_Exercise objective_: Please report every line in the material below where the word "clock" is found.

_Data shown_:
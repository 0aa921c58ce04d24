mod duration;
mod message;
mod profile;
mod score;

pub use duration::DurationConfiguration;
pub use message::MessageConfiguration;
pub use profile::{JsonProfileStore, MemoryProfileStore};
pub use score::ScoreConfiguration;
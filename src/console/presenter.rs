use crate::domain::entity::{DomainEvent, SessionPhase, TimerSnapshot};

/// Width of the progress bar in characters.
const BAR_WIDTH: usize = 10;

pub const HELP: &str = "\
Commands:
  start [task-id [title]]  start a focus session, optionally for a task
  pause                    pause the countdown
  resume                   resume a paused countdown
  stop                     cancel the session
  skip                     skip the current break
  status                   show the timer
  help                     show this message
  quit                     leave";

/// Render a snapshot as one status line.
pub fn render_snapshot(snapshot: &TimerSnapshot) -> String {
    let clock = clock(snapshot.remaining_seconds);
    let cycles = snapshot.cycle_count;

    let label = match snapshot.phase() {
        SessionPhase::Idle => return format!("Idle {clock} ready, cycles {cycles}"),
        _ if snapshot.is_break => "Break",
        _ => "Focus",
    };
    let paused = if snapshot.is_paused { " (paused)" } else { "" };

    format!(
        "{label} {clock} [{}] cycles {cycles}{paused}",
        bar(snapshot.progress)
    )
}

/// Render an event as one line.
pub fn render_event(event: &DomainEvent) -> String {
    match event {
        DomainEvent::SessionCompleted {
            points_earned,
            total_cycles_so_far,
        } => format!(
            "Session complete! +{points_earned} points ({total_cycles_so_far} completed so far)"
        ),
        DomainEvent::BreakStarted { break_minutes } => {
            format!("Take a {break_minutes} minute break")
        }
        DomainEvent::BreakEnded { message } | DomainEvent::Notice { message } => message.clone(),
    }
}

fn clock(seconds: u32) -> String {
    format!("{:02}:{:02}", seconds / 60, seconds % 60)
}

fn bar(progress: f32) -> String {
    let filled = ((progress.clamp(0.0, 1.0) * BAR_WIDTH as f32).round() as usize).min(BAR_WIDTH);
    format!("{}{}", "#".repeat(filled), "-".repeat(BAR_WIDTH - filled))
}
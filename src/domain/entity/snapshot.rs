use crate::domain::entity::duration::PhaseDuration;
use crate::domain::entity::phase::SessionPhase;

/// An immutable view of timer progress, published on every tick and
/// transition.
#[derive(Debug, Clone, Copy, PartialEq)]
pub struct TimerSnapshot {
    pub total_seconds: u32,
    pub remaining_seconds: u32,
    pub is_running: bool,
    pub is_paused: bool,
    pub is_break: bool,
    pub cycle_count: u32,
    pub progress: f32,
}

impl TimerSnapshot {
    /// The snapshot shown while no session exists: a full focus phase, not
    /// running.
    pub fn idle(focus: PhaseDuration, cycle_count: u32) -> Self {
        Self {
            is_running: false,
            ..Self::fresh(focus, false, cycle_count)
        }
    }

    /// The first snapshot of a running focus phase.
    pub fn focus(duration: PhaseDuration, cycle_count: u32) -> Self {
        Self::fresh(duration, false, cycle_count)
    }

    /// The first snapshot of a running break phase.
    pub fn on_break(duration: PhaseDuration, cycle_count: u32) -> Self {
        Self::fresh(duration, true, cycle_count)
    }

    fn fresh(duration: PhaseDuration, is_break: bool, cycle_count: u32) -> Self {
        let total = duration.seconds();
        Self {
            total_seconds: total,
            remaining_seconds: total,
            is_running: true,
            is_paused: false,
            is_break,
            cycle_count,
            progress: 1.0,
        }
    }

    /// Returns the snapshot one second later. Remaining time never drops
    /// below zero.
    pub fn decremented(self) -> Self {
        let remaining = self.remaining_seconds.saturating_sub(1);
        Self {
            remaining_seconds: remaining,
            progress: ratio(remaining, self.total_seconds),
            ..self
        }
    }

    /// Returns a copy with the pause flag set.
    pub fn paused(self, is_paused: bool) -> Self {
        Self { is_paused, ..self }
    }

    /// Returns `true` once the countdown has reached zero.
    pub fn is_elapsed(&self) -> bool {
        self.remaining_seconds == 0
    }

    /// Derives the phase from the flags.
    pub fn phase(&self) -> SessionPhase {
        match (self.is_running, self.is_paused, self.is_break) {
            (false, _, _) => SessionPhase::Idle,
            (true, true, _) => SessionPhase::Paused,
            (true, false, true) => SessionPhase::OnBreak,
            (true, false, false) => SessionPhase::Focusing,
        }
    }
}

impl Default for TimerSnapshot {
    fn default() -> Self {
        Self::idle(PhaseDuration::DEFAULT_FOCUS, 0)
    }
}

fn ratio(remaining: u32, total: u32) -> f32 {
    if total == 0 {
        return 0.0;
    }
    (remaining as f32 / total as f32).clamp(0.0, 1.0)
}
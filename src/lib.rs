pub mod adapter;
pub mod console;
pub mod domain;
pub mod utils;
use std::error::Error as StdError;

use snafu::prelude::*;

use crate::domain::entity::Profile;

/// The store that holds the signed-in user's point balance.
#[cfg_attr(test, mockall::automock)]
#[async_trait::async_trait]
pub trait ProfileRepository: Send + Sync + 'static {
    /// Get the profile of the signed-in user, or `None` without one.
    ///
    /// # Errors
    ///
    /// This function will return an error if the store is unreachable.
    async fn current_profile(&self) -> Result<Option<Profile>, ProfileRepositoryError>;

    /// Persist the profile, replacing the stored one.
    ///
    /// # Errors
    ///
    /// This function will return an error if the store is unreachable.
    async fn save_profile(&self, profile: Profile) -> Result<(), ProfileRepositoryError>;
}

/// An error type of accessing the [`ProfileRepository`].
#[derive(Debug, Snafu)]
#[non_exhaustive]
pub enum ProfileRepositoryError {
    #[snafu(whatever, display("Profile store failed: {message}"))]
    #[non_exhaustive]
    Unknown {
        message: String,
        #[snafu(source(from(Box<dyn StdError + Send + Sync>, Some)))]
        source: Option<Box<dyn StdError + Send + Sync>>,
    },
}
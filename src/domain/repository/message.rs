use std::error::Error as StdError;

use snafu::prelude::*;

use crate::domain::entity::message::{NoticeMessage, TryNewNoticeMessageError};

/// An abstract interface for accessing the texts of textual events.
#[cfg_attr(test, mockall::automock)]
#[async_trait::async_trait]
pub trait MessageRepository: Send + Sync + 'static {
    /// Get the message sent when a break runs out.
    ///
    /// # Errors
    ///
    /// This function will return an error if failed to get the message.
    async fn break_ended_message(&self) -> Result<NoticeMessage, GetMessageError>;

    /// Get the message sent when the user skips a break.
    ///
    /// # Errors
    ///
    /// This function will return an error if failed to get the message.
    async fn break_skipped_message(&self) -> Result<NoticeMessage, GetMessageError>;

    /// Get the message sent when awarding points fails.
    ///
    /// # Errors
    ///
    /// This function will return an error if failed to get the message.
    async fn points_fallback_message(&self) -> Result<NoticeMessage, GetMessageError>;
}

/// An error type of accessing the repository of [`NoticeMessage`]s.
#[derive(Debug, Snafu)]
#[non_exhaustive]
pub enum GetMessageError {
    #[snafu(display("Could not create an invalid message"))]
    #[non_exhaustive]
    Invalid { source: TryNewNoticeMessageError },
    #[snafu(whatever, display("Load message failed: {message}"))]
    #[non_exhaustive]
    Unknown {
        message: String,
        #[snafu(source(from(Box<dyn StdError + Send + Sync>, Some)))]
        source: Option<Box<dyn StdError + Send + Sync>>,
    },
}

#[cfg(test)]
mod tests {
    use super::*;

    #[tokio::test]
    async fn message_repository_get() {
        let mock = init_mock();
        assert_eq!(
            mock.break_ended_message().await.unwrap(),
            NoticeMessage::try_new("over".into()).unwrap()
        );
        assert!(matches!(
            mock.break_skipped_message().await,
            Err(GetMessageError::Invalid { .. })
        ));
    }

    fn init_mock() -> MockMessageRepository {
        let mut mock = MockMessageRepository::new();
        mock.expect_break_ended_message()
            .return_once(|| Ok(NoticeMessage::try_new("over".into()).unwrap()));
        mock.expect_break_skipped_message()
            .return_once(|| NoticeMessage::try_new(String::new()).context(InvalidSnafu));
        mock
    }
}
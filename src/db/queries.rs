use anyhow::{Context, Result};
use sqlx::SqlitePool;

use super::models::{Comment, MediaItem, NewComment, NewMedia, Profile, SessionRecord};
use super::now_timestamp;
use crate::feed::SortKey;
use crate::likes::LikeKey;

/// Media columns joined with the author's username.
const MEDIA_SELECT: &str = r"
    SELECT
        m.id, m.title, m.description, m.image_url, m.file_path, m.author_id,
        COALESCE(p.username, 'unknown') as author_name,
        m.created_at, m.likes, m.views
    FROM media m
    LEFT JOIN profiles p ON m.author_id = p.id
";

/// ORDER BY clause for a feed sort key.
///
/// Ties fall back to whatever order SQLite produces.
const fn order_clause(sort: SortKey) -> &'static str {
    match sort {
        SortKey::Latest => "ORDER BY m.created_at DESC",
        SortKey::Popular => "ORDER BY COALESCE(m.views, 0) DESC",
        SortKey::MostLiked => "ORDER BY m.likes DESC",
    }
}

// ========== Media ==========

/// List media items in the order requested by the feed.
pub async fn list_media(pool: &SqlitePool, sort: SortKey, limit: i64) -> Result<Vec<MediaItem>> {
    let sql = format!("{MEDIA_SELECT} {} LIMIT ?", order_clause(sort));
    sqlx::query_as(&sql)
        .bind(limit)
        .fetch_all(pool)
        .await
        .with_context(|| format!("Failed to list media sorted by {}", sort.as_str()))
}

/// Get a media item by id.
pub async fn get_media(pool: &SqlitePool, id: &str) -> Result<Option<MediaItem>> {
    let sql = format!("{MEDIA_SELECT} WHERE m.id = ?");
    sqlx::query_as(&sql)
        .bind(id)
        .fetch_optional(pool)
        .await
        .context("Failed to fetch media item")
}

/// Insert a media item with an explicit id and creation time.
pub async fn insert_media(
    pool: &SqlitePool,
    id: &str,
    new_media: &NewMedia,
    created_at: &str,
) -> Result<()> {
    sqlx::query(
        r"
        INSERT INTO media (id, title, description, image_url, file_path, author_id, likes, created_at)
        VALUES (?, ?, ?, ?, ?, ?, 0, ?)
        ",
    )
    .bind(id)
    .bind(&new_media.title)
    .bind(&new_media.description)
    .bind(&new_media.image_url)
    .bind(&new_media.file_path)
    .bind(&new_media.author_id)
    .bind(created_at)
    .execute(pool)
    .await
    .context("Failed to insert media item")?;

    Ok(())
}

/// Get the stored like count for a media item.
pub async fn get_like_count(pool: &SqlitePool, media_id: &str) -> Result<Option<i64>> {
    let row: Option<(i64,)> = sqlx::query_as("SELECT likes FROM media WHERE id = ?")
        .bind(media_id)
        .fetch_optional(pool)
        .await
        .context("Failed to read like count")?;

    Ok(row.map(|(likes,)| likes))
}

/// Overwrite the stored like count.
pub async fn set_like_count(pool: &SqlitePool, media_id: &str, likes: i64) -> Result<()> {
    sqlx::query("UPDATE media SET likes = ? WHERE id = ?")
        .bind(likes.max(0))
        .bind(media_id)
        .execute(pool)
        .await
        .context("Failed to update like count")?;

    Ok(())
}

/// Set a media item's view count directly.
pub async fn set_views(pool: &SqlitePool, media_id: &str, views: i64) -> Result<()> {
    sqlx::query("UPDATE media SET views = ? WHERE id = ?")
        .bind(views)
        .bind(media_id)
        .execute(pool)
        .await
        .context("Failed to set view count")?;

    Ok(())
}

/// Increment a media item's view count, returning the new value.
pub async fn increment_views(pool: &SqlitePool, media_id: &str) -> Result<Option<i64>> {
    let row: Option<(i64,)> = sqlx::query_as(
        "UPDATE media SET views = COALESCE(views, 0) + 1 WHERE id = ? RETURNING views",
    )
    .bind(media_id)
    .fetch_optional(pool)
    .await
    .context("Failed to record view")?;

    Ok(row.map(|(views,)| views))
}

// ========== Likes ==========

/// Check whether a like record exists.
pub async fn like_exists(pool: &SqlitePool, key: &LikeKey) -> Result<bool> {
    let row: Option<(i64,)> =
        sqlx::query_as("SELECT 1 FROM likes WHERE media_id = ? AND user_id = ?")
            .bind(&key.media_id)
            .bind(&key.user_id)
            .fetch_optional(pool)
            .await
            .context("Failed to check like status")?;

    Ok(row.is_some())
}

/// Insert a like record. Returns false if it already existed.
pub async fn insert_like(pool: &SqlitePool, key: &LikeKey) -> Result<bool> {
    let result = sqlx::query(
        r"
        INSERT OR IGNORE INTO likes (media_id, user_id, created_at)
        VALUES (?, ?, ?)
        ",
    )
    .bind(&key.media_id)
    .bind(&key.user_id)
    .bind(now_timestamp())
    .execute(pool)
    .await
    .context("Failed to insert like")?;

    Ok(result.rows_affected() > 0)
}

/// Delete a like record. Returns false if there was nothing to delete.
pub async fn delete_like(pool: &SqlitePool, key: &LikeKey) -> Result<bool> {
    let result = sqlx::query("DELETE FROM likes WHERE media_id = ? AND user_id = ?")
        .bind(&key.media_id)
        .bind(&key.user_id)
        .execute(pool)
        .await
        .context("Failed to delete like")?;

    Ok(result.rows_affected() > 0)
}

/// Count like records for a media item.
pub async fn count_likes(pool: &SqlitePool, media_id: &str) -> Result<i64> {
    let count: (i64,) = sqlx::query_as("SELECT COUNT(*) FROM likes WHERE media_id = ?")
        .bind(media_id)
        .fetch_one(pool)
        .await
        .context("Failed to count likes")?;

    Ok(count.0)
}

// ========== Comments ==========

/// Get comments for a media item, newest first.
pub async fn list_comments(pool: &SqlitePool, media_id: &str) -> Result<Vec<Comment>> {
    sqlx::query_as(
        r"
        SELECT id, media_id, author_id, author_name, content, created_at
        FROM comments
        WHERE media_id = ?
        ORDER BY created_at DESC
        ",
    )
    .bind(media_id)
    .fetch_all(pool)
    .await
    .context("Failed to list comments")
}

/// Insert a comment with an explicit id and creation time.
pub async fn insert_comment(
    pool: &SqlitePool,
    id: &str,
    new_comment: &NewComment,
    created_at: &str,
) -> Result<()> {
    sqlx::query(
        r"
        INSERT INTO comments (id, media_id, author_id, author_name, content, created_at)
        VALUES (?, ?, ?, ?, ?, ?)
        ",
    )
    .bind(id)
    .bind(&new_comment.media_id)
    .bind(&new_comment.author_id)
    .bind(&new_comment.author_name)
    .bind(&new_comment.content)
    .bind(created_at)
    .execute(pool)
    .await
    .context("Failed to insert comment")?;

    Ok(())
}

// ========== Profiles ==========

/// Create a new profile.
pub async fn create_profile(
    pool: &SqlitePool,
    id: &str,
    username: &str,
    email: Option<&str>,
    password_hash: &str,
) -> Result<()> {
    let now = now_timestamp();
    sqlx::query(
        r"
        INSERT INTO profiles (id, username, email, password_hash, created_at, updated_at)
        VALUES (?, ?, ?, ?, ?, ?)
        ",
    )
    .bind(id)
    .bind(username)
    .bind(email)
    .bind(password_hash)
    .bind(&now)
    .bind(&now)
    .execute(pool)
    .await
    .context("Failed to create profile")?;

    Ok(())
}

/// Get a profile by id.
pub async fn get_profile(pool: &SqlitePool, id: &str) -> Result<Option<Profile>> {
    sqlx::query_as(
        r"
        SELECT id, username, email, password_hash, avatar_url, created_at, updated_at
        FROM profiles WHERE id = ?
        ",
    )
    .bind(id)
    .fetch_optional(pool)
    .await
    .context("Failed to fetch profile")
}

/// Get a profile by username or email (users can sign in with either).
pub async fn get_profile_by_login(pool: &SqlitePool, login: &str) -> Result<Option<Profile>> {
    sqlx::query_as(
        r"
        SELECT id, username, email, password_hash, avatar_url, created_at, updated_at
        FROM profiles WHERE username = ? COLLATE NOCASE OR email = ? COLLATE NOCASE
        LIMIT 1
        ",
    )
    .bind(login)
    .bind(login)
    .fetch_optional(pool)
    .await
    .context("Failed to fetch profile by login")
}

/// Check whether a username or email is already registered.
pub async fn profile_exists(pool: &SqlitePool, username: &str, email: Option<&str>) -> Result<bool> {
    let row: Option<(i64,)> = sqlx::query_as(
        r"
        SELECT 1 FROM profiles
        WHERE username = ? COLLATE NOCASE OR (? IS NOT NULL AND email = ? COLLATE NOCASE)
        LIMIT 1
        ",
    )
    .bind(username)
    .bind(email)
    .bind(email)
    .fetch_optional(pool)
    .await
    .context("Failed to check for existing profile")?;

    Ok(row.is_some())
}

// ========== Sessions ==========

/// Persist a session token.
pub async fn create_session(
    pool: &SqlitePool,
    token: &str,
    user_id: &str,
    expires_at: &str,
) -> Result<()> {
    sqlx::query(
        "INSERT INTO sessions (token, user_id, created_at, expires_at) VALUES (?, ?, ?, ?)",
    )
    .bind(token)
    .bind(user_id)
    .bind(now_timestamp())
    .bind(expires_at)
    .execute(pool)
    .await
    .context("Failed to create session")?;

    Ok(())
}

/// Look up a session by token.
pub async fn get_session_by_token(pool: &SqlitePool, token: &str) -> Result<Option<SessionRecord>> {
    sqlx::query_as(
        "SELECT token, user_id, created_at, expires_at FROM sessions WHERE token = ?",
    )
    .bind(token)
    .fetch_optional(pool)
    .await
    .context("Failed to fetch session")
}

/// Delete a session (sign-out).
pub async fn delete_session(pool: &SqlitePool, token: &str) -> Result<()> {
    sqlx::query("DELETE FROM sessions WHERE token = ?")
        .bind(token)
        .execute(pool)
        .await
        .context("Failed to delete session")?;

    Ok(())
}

_Exercise response_:
    let clock = clock(snapshot.remaining_seconds);
        SessionPhase::Idle => return format!("Idle {clock} ready, cycles {cycles}"),
        "{label} {clock} [{}] cycles {cycles}{paused}",
fn clock(seconds: u32) -> String {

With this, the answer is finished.